[[ DATA TO PROCESS, beginning ]]

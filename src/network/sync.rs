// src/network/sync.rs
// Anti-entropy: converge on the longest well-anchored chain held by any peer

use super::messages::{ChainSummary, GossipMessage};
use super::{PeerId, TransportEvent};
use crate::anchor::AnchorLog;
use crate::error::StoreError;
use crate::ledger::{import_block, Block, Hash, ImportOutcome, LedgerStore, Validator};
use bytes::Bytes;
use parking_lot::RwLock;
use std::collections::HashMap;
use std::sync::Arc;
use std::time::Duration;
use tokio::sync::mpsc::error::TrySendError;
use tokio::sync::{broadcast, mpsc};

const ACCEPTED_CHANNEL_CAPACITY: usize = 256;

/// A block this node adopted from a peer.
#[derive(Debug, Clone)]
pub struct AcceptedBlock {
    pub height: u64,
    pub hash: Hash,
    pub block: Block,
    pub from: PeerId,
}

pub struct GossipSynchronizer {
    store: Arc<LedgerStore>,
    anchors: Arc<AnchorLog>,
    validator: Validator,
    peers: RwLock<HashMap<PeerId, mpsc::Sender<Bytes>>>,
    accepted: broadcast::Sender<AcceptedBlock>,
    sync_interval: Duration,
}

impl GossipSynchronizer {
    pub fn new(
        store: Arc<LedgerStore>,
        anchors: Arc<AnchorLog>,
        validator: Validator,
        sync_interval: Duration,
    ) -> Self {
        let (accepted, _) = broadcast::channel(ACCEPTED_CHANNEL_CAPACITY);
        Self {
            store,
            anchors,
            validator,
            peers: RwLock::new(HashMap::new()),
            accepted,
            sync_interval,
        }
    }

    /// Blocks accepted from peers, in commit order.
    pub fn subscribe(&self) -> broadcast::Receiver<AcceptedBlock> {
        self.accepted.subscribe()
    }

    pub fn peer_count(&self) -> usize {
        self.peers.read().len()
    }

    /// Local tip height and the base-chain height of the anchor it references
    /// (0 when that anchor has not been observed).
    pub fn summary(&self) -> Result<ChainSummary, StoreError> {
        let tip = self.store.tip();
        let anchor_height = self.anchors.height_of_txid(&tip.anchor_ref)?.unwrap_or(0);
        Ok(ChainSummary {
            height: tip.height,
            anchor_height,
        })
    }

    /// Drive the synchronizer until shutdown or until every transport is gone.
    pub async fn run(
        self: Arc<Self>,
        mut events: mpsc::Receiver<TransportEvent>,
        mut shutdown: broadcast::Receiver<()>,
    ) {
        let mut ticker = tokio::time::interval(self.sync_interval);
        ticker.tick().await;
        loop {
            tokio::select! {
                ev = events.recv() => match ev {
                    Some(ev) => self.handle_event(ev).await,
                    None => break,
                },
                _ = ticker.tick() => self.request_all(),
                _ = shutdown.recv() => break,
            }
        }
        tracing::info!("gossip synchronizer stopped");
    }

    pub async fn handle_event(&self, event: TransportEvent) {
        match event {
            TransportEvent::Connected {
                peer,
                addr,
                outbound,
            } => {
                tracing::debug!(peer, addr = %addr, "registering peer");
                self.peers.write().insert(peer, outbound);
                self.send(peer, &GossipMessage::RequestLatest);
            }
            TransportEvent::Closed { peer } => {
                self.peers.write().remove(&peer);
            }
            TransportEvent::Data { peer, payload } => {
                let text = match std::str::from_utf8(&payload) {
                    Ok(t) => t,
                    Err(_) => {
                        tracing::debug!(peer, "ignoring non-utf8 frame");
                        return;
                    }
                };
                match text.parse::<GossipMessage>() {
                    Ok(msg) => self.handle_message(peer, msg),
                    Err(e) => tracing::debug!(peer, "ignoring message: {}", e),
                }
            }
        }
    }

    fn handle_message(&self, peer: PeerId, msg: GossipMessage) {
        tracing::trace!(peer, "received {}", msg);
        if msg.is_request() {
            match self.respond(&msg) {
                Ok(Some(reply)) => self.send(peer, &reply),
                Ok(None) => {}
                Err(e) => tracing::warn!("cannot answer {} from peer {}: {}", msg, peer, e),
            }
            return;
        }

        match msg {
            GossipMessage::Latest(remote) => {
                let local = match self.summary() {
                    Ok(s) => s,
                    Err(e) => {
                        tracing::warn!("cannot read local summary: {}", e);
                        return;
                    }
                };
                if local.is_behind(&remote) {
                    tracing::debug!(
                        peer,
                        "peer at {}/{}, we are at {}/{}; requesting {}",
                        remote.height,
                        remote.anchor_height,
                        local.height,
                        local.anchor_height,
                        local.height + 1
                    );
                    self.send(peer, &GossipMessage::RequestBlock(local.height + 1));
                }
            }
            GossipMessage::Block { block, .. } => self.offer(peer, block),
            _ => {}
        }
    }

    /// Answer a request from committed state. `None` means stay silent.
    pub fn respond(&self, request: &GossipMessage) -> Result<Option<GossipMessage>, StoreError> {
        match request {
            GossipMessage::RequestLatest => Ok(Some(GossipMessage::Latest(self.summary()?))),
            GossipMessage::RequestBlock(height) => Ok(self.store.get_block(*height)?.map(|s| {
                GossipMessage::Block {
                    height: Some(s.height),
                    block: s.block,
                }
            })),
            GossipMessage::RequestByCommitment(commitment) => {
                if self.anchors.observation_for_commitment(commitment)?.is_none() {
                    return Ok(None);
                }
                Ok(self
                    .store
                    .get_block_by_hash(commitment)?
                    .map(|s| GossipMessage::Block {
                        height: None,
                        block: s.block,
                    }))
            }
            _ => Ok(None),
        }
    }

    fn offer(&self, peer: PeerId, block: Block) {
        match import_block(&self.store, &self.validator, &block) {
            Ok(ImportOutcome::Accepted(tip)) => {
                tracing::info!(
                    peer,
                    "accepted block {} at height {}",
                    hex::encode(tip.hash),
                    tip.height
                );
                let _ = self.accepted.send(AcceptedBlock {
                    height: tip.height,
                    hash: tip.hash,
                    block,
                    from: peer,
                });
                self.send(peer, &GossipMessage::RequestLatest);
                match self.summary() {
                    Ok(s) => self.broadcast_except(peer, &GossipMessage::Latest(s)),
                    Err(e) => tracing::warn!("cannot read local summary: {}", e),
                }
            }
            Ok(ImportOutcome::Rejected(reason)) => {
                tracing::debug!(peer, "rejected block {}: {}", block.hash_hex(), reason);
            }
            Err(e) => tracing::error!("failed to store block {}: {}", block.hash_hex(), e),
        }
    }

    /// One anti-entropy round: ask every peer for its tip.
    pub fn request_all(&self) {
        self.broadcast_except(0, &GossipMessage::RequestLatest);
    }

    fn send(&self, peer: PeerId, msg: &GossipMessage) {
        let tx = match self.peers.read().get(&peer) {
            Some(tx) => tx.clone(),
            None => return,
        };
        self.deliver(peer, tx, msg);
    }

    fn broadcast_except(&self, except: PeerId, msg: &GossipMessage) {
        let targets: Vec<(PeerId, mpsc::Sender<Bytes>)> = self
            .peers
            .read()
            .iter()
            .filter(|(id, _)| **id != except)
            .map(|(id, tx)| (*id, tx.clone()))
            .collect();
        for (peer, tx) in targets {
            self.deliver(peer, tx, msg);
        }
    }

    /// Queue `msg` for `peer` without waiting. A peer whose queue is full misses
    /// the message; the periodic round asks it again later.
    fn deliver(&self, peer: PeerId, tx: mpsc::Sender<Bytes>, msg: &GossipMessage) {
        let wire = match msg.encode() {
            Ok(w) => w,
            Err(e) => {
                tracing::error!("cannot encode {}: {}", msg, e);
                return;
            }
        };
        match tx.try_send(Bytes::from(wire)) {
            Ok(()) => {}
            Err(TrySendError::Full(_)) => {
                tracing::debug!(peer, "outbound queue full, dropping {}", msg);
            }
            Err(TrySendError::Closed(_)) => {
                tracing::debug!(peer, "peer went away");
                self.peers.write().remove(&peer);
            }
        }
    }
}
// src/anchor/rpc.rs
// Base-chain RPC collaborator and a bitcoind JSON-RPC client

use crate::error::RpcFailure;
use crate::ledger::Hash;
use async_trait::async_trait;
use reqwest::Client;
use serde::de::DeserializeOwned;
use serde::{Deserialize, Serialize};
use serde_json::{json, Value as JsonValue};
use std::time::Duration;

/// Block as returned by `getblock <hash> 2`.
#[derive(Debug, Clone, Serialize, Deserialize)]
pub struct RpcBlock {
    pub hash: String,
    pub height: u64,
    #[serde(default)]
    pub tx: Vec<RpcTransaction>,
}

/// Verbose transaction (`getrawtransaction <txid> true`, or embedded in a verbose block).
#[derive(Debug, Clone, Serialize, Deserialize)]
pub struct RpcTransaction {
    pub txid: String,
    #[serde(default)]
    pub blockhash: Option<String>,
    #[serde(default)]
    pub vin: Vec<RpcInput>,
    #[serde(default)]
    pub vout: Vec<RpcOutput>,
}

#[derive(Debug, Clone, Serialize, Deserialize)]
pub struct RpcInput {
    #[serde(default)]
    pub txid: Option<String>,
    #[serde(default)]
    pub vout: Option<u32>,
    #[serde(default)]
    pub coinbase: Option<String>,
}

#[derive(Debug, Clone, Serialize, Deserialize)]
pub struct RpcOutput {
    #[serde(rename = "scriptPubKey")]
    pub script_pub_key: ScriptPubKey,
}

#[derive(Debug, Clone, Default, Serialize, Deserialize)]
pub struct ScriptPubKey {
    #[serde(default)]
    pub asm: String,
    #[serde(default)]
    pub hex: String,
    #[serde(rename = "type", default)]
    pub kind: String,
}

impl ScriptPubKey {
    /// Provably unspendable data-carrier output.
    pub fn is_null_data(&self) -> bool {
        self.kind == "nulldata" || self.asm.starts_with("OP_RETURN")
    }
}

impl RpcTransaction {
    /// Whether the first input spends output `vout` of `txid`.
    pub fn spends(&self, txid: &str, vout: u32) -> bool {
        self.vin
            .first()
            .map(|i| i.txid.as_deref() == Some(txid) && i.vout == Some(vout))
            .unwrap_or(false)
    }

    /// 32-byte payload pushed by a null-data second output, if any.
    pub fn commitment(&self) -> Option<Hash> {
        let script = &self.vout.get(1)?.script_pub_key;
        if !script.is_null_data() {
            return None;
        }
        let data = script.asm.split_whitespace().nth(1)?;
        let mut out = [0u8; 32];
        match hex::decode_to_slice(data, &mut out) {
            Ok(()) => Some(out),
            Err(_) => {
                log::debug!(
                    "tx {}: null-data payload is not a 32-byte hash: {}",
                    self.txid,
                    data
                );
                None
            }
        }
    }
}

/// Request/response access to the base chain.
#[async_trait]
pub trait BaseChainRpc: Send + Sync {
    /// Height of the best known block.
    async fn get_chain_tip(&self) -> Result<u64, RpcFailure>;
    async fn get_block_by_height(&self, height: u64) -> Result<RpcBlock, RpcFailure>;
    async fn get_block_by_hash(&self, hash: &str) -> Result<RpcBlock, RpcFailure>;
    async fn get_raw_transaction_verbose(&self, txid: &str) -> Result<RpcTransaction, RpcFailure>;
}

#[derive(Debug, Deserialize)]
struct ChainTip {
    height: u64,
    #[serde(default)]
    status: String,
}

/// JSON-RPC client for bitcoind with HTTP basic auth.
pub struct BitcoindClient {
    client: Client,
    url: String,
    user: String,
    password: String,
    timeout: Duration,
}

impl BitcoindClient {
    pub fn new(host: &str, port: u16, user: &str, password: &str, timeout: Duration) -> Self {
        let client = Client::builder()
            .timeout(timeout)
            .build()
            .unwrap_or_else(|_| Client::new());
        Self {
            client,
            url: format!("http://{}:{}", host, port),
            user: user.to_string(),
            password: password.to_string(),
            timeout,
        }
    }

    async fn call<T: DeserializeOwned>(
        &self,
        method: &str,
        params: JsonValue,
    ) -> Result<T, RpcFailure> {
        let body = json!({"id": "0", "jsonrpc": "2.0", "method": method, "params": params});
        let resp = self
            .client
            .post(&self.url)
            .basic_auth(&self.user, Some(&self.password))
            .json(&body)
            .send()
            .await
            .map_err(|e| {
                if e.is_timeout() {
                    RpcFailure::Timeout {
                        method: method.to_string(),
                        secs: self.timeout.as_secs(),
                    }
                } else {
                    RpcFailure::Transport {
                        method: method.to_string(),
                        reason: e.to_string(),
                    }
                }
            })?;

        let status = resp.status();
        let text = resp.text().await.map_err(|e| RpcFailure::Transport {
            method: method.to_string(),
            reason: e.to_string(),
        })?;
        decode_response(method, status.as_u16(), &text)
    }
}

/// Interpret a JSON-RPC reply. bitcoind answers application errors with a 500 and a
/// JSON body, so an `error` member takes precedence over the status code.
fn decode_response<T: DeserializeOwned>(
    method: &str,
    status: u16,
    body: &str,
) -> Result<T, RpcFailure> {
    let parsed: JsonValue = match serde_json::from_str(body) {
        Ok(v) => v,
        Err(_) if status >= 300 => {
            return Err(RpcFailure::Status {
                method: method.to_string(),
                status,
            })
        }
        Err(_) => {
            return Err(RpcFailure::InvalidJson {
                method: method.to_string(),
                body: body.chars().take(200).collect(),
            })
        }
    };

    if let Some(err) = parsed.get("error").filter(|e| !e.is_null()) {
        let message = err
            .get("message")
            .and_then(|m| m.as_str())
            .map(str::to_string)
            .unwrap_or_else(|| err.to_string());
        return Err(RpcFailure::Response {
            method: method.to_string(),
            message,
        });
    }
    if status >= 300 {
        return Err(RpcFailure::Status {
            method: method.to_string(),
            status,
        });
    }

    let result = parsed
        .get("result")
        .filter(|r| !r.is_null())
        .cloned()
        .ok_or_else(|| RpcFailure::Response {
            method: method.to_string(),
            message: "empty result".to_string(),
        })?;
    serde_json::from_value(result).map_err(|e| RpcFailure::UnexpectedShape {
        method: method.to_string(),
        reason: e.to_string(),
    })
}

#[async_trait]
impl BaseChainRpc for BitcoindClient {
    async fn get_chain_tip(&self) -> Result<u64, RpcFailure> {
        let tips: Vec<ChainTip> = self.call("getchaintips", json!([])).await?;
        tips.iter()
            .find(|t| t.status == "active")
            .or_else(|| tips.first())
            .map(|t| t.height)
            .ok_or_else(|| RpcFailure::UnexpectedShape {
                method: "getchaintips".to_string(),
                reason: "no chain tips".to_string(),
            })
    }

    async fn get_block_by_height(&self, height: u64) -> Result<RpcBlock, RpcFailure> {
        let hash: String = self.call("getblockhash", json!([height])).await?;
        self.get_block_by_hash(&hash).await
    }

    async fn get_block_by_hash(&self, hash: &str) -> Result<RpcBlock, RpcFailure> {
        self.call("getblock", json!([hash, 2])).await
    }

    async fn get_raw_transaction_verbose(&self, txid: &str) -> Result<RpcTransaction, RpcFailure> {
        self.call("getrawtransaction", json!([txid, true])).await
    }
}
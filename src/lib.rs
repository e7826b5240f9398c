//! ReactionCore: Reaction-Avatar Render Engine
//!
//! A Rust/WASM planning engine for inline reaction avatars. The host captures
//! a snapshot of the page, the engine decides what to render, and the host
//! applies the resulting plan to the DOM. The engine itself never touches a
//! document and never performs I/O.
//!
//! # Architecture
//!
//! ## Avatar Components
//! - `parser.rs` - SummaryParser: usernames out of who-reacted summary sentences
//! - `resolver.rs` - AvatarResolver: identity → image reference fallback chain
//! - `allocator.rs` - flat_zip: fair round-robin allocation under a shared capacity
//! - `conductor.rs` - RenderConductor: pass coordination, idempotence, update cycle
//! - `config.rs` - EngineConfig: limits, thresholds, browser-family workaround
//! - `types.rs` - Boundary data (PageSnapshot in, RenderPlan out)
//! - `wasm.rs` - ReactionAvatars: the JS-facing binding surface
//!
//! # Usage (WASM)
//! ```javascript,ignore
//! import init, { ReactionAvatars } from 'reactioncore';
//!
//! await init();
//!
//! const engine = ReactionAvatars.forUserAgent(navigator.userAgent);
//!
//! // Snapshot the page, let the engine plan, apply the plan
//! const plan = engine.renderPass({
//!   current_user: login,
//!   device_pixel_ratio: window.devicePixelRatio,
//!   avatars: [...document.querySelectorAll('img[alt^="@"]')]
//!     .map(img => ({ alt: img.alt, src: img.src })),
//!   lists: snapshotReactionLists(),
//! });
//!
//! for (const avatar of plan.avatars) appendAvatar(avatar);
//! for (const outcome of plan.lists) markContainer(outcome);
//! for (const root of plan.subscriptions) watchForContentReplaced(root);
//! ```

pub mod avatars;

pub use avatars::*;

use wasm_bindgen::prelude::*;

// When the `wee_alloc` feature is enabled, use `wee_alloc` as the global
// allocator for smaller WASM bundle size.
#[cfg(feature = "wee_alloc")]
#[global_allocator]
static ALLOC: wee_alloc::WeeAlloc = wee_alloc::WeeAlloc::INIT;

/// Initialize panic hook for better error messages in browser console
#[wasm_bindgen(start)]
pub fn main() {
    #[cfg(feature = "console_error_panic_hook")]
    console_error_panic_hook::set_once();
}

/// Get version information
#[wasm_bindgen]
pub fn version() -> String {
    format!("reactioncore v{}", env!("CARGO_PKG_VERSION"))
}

[[ DATA TO PROCESS, end ]]

Output the line holding "WASM bundle size.", then every later line through the end of the records above, exactly as given and nothing else.

// allocator for smaller WASM bundle size.
#[cfg(feature = "wee_alloc")]
#[global_allocator]
static ALLOC: wee_alloc::WeeAlloc = wee_alloc::WeeAlloc::INIT;

/// Initialize panic hook for better error messages in browser console
#[wasm_bindgen(start)]
pub fn main() {
    #[cfg(feature = "console_error_panic_hook")]
    console_error_panic_hook::set_once();
}

/// Get version information
#[wasm_bindgen]
pub fn version() -> String {
    format!("reactioncore v{}", env!("CARGO_PKG_VERSION"))
}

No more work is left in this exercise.